The company’s announcement adds to the momentum created by the #MeToo movement.

Salesforce Will Let Workers Break NDAs to Report Harassment, Discrimination
An attendee listens to Marc Benioff, chairman and chief executive officer of Salesforce.com Inc., unseen. (Photographer: David Paul Morris/Bloomberg)

Employees gagged by non-disclosure agreements that stopped them from discussing workplace violations are starting to see a light at the end of the tunnel. The software company Salesforce Inc., which employs 73,000 workers, announced Friday that its entire U.S. workforce will not be liable for violating an NDA if they are discussing unlawful activity such as harassment or discrimination.

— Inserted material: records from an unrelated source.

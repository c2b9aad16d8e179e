//! CLI schema for the tsprep binary.

use std::path::PathBuf;

use clap::{Parser, Subcommand};
use tsprep::Transport;

#[derive(Parser, Debug)]
#[command(name = "tsprep")]
#[command(about = "Prepare tree-sitter grammars and generate their build and registry sources")]
#[command(version)]
/// Command-line arguments.
pub struct Cli {
	/// Config file (defaults to ./tsprep.toml when present)
	#[arg(long, short = 'c', global = true, value_name = "PATH")]
	pub config: Option<PathBuf>,

	/// Worker threads per fetch stage
	#[arg(long, short = 'j', global = true)]
	pub jobs: Option<usize>,

	/// Grammar source transport (archive or git)
	#[arg(long, global = true)]
	pub transport: Option<Transport>,

	/// Enable debug logging
	#[arg(long, short = 'v', global = true)]
	pub verbose: bool,

	/// Subcommand to execute.
	#[command(subcommand)]
	pub command: Command,
}

/// Available subcommands.
#[derive(Subcommand, Debug, PartialEq, Eq)]
pub enum Command {
	/// Fetch grammar sources
	Fetch {
		/// Only fetch specific grammars (comma-separated)
		#[arg(long, value_delimiter = ',')]
		only: Option<Vec<String>>,
	},
	/// Fetch highlight queries for fetched grammars
	Queries {
		/// Only fetch queries for specific grammars (comma-separated)
		#[arg(long, value_delimiter = ',')]
		only: Option<Vec<String>>,
	},
	/// Regenerate build.rs, the registry and grammar_info.json from disk
	Generate,
	/// Fetch grammars and queries, then generate every valid grammar
	Sync {
		/// Only fetch specific grammars (comma-separated)
		#[arg(long, value_delimiter = ',')]
		only: Option<Vec<String>>,
	},
}

impl Command {
	/// The `--only` filter, empty when absent.
	pub fn only(&self) -> &[String] {
		match self {
			Self::Fetch { only } | Self::Queries { only } | Self::Sync { only } => {
				only.as_deref().unwrap_or_default()
			}
			Self::Generate => &[],
		}
	}
}

#[cfg(test)]
mod tests;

The company’s announcement adds to the momentum created by the #MeToo movement, which highlighted the ways in which NDAs have swept illegal behavior under the rug. 

Last year California passed a law called the Silenced No More Act, which protects employees’ right to discuss workplace harassment and discrimination, even if they signed an NDA. In March, Washington state passed a similar law. But those acts only cover employees within those states: Salesforce’s announcement today means those protections will extend to employees throughout the country, regardless of their home state laws. In addition to their San Francisco location, Salesforce also has offices in New York, Chicago, Atlanta, Denver and several other states not covered by laws similar to those in California and Washington.

The company joins a small list of businesses, including Pinterest Inc. and Expensify Inc., who have responded to activist lobbying for a removal of the confidentiality clauses that have protected powerful corporate leaders in the past.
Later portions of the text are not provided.